Nothing more is wanted than an exact repeat of the data below.

[Dataset entries]
--- START ---

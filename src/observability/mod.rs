// Copyright (c) 2025 Steve Wagner (ciroque@live.com)
// SPDX-License-Identifier: MIT

//! Observability module for structured logging and tracing.
//!
//! Log lines are emitted through small message structs that implement
//! `Display` and [`messages::StructuredLog`], so that wording lives in one
//! place and every event carries the same structured fields.
//!
//! # Architecture
//!
//! Messages are organized by subsystem:
//! * `messages::element` - filter construction, settings and invocation
//! * `messages::pipeline` - media set bookkeeping (pipelines, releases)
//! * `messages::runner` - frame processing lifecycle
//!
//! # Usage
//!
//! ```rust
//! use plugin_sample::observability::messages::element::InvokeFailed;
//!
//! let error = std::io::Error::new(std::io::ErrorKind::Other, "test error");
//! let msg = InvokeFailed {
//!     object_id: "p/1_PluginSampleFilter",
//!     method: "setFilterType",
//!     error: &error,
//! };
//!
//! tracing::warn!("{}", msg);
//! ```

pub mod messages;

use tracing_subscriber::EnvFilter;

/// Install the global `fmt` subscriber, honoring `RUST_LOG` and falling
/// back to `default_directive` when it is unset.
pub fn init_tracing(default_directive: &str) {
    let filter =
        EnvFilter::try_from_default_env().unwrap_or_else(|_| EnvFilter::new(default_directive));
    // a second install (e.g. from tests) is harmless
    let _ = tracing_subscriber::fmt()
        .with_env_filter(filter)
        .with_target(false)
        .try_init();
}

--- END ---

◆ **RESPONSE**:
filename src/observability/mod.rs
// Copyright (c) 2025 Steve Wagner (ciroque@live.com)
// SPDX-License-Identifier: MIT

//! Observability module for structured logging and tracing.
//!
//! Log lines are emitted through small message structs that implement
//! `Display` and [`messages::StructuredLog`], so that wording lives in one
//! place and every event carries the same structured fields.
//!
//! # Architecture
//!
//! Messages are organized by subsystem:
//! * `messages::element` - filter construction, settings and invocation
//! * `messages::pipeline` - media set bookkeeping (pipelines, releases)
//! * `messages::runner` - frame processing lifecycle
//!
//! # Usage
//!
//! ```rust
//! use plugin_sample::observability::messages::element::InvokeFailed;
//!
//! let error = std::io::Error::new(std::io::ErrorKind::Other, "test error");
//! let msg = InvokeFailed {
//!     object_id: "p/1_PluginSampleFilter",
//!     method: "setFilterType",
//!     error: &error,
//! };
//!
//! tracing::warn!("{}", msg);
//! ```

pub mod messages;

use tracing_subscriber::EnvFilter;

/// Install the global `fmt` subscriber, honoring `RUST_LOG` and falling
/// back to `default_directive` when it is unset.
pub fn init_tracing(default_directive: &str) {
    let filter =
        EnvFilter::try_from_default_env().unwrap_or_else(|_| EnvFilter::new(default_directive));
    // a second install (e.g. from tests) is harmless
    let _ = tracing_subscriber::fmt()
        .with_env_filter(filter)
        .with_target(false)
        .try_init();
}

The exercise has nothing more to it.